And good that it was just sketched in without too much detail, cuz consideration of the unfortunate gender balance that would likely be present in such a population of hacker nerds, i.e. 10 to 1 male to female, would kinda spoil the fantasy & burst the bubble. 

Better as it was, eliding that harsh toke of reality & instead focussing on depicting more the *feeling* of such a mass liberation, which would involve as many girls as boys (child & adult) if broken out of computer nerdville.  Cuz girls are rebellious & anarchic creatures at heart, even more than boys.

Story was also the subliminal inspiration, I realized while in line to pay, for my purchase of a bottle of the darkest dark rum I could find in liquor store tonight.  The brand: Captain Morgan, of course, with the date 1680 enigmatically emblazoned on neck of bottle. 

Have to confess to disappointment at not being able to see a piece of bone in the bottom of bottle, but maybe it's there.  Resisted strong urge to swig heavily & directly from bottle like in the story, only because I'm still fighting off a sore throat.  But maybe I should for that very reason....
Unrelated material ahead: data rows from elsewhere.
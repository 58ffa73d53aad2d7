//! Durable storage for the signed-in session.
//!
//! The credential and the username always travel together: a store either
//! holds both or nothing.

use parking_lot::Mutex;
use serde::{Deserialize, Serialize};
use std::fs;
use std::io::{self, Write};
use std::path::{Path, PathBuf};
use tempfile::NamedTempFile;

use crate::types::{Credential, Identity};

#[derive(Debug, thiserror::Error)]
pub enum StoreError {
    #[error("session store io error at {path}: {source}", path = .path.display())]
    Io { path: PathBuf, source: io::Error },
    #[error("session store serialization error: {0}")]
    Serialize(#[from] serde_json::Error),
}

/// A complete persisted session.
#[derive(Debug, Clone, PartialEq, Eq)]
pub struct StoredSession {
    pub credential: Credential,
    pub identity: Identity,
}

/// Local persistence for [`StoredSession`].
///
/// Implementations must make `save` and `clear` all-or-nothing.
pub trait SessionStore: Send + Sync {
    /// Reads the persisted session, if a complete one exists.
    ///
    /// # Errors
    /// Returns an error if the backing storage cannot be read.
    fn load(&self) -> Result<Option<StoredSession>, StoreError>;

    /// Persists credential and identity together.
    ///
    /// # Errors
    /// Returns an error if the session cannot be written.
    fn save(&self, session: &StoredSession) -> Result<(), StoreError>;

    /// Removes the persisted session.
    ///
    /// # Errors
    /// Returns an error if the session cannot be removed.
    fn clear(&self) -> Result<(), StoreError>;
}

/// On-disk layout. Both fields are optional so that a hand-edited or
/// truncated document loads as "no session" instead of failing.
#[derive(Debug, Default, Serialize, Deserialize)]
struct SessionDocument {
    #[serde(default)]
    token: Option<String>,
    #[serde(default)]
    username: Option<String>,
}

impl SessionDocument {
    fn into_session(self) -> Option<StoredSession> {
        match (self.token, self.username) {
            (Some(token), Some(username)) if !token.is_empty() && !username.is_empty() => {
                Some(StoredSession {
                    credential: Credential::new(token),
                    identity: Identity::new(username),
                })
            }
            _ => None,
        }
    }
}

/// Stores the session as a single JSON file.
///
/// Writes go to a temporary file in the same directory which is then renamed
/// over the target, so readers never see a half-written document.
#[derive(Debug, Clone)]
pub struct FileSessionStore {
    path: PathBuf,
}

impl FileSessionStore {
    pub fn new(path: impl Into<PathBuf>) -> Self {
        Self { path: path.into() }
    }

    pub fn path(&self) -> &Path {
        &self.path
    }

    fn io_error(&self, source: io::Error) -> StoreError {
        StoreError::Io {
            path: self.path.clone(),
            source,
        }
    }
}

impl SessionStore for FileSessionStore {
    fn load(&self) -> Result<Option<StoredSession>, StoreError> {
        let contents = match fs::read_to_string(&self.path) {
            Ok(contents) => contents,
            Err(err) if err.kind() == io::ErrorKind::NotFound => return Ok(None),
            Err(err) => return Err(self.io_error(err)),
        };
        match serde_json::from_str::<SessionDocument>(&contents) {
            Ok(document) => Ok(document.into_session()),
            Err(err) => {
                tracing::warn!(
                    path = %self.path.display(),
                    error = %err,
                    "ignoring unreadable session file"
                );
                Ok(None)
            }
        }
    }

    fn save(&self, session: &StoredSession) -> Result<(), StoreError> {
        let document = SessionDocument {
            token: Some(session.credential.as_str().to_string()),
            username: Some(session.identity.username.clone()),
        };
        let body = serde_json::to_vec_pretty(&document)?;

        let dir = match self.path.parent() {
            Some(parent) if !parent.as_os_str().is_empty() => parent.to_path_buf(),
            _ => PathBuf::from("."),
        };
        fs::create_dir_all(&dir).map_err(|e| self.io_error(e))?;

        let mut file = NamedTempFile::new_in(&dir).map_err(|e| self.io_error(e))?;
        file.write_all(&body).map_err(|e| self.io_error(e))?;
        file.as_file().sync_all().map_err(|e| self.io_error(e))?;
        file.persist(&self.path).map_err(|e| self.io_error(e.error))?;
        Ok(())
    }

    fn clear(&self) -> Result<(), StoreError> {
        match fs::remove_file(&self.path) {
            Ok(()) => Ok(()),
            Err(err) if err.kind() == io::ErrorKind::NotFound => Ok(()),
            Err(err) => Err(self.io_error(err)),
        }
    }
}

/// In-process store, mostly useful for tests and embedders that persist
/// elsewhere.
#[derive(Debug, Default)]
pub struct MemorySessionStore {
    session: Mutex<Option<StoredSession>>,
}

impl MemorySessionStore {
    pub fn new() -> Self {
        Self::default()
    }

    /// Creates a store that already holds `session`.
    pub fn with_session(session: StoredSession) -> Self {
        Self {
            session: Mutex::new(Some(session)),
        }
    }
}

impl SessionStore for MemorySessionStore {
    fn load(&self) -> Result<Option<StoredSession>, StoreError> {
        Ok(self.session.lock().clone())
    }

    fn save(&self, session: &StoredSession) -> Result<(), StoreError> {
        *self.session.lock() = Some(session.clone());
        Ok(())
    }

    fn clear(&self) -> Result<(), StoreError> {
        *self.session.lock() = None;
        Ok(())
    }
}

#[cfg(test)]
mod tests {
    use super::*;

    fn session() -> StoredSession {
        StoredSession {
            credential: Credential::new("tok1"),
            identity: Identity::new("alice"),
        }
    }

    #[test]
    fn file_store_round_trips_and_clears() {
        let dir = tempfile::tempdir().unwrap();
        let store = FileSessionStore::new(dir.path().join("session.json"));

        assert!(store.load().unwrap().is_none());
        store.save(&session()).unwrap();
        assert_eq!(store.load().unwrap(), Some(session()));

        store.clear().unwrap();
        assert!(store.load().unwrap().is_none());
        assert!(!store.path().exists());
    }

    #[test]
    fn clearing_an_empty_file_store_is_ok() {
        let dir = tempfile::tempdir().unwrap();
        let store = FileSessionStore::new(dir.path().join("missing.json"));
        store.clear().unwrap();
    }

    #[test]
    fn partial_document_loads_as_no_session() {
        let dir = tempfile::tempdir().unwrap();
        let path = dir.path().join("session.json");
        fs::write(&path, r#"{"token": "tok1"}"#).unwrap();

        let store = FileSessionStore::new(&path);
        assert!(store.load().unwrap().is_none());
    }

    #[test]
    fn garbage_document_loads_as_no_session() {
        let dir = tempfile::tempdir().unwrap();
        let path = dir.path().join("session.json");
        fs::write(&path, "not json").unwrap();

        let store = FileSessionStore::new(&path);
        assert!(store.load().unwrap().is_none());
    }

    #[test]
    fn save_creates_missing_parent_directories() {
        let dir = tempfile::tempdir().unwrap();
        let store = FileSessionStore::new(dir.path().join("nested/deeper/session.json"));
        store.save(&session()).unwrap();
        assert_eq!(store.load().unwrap(), Some(session()));
    }

    #[test]
    fn memory_store_holds_both_fields_or_nothing() {
        let store = MemorySessionStore::with_session(session());
        assert_eq!(store.load().unwrap(), Some(session()));
        store.clear().unwrap();
        assert!(store.load().unwrap().is_none());
    }
}
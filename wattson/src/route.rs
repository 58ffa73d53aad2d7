//! Client routes and the navigation side effect.

use parking_lot::Mutex;
use std::fmt;

/// Every view the client can show.
#[derive(Debug, Clone, Copy, PartialEq, Eq, Hash)]
pub enum Route {
    Home,
    Register,
    Login,
    Dashboard,
    Upload,
}

impl Route {
    pub const ALL: [Self; 5] = [
        Self::Home,
        Self::Register,
        Self::Login,
        Self::Dashboard,
        Self::Upload,
    ];

    pub const fn path(self) -> &'static str {
        match self {
            Self::Home => "/",
            Self::Register => "/register",
            Self::Login => "/login",
            Self::Dashboard => "/dashboard",
            Self::Upload => "/dashboard/upload",
        }
    }

    /// Routes that require an authenticated session.
    pub const fn is_protected(self) -> bool {
        matches!(self, Self::Dashboard | Self::Upload)
    }

    /// Resolves a path; anything unknown falls back to [`Route::Home`].
    pub fn from_path(path: &str) -> Self {
        let trimmed = path.split(['?', '#']).next().unwrap_or_default();
        let normalized = match trimmed.trim_end_matches('/') {
            "" => "/",
            other => other,
        };
        Self::ALL
            .into_iter()
            .find(|route| route.path() == normalized)
            .unwrap_or(Self::Home)
    }
}

impl fmt::Display for Route {
    fn fmt(&self, f: &mut fmt::Formatter<'_>) -> fmt::Result {
        f.write_str(self.path())
    }
}

/// Receives navigation requests issued by the session manager and the route
/// guard.
pub trait Navigator: Send + Sync {
    fn navigate(&self, to: Route);
}

/// Navigator that records where the client has been sent.
#[derive(Debug)]
pub struct History {
    entries: Mutex<Vec<Route>>,
}

impl History {
    /// Starts at `initial`.
    pub fn new(initial: Route) -> Self {
        Self {
            entries: Mutex::new(vec![initial]),
        }
    }

    pub fn current(&self) -> Route {
        self.entries
            .lock()
            .last()
            .copied()
            .unwrap_or(Route::Home)
    }

    pub fn entries(&self) -> Vec<Route> {
        self.entries.lock().clone()
    }
}

impl Default for History {
    fn default() -> Self {
        Self::new(Route::Home)
    }
}

impl Navigator for History {
    fn navigate(&self, to: Route) {
        tracing::debug!(route = %to, "navigate");
        self.entries.lock().push(to);
    }
}

#[cfg(test)]
mod tests {
    use super::*;

    #[test]
    fn paths_resolve_to_routes() {
        assert_eq!(Route::from_path("/dashboard"), Route::Dashboard);
        assert_eq!(Route::from_path("/dashboard/upload/"), Route::Upload);
        assert_eq!(Route::from_path("/login?next=/dashboard"), Route::Login);
        assert_eq!(Route::from_path(""), Route::Home);
    }

    #[test]
    fn unknown_paths_fall_back_to_home() {
        assert_eq!(Route::from_path("/settings"), Route::Home);
    }

    #[test]
    fn only_dashboard_routes_are_protected() {
        let protected: Vec<_> = Route::ALL.into_iter().filter(|r| r.is_protected()).collect();
        assert_eq!(protected, vec![Route::Dashboard, Route::Upload]);
    }

    #[test]
    fn history_tracks_current_route() {
        let history = History::default();
        history.navigate(Route::Login);
        history.navigate(Route::Dashboard);
        assert_eq!(history.current(), Route::Dashboard);
        assert_eq!(
            history.entries(),
            vec![Route::Home, Route::Login, Route::Dashboard]
        );
    }
}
in related news, mininova surrendered to international galleons the same day that this was posted.  so that's half an hour of redirecting bitorrent rss feeds ahead of me.  congratulations to the industry luddites on winning your battle.

Garrrr.  (Angry pirate noise, combining Grr w Arrr)  But take heart, mateys, in wise closing paragraphs from linked-to CBC article:

Quote
The website (mininova) also made efforts to remove links to copyrighted material, unlike The Pirate Bay, another big torrent site, which has taunted entertainment companies by posting their takedown requests and mocking them.

The Pirate Bay itself recently removed its tracker links, replacing with them with a more decentralized kind of peer-to-peer network that will be harder for copyright holders to pin down. The Pirate Bay's founders were found guilty of promoting copyright infringement earlier this year by a Swedish court.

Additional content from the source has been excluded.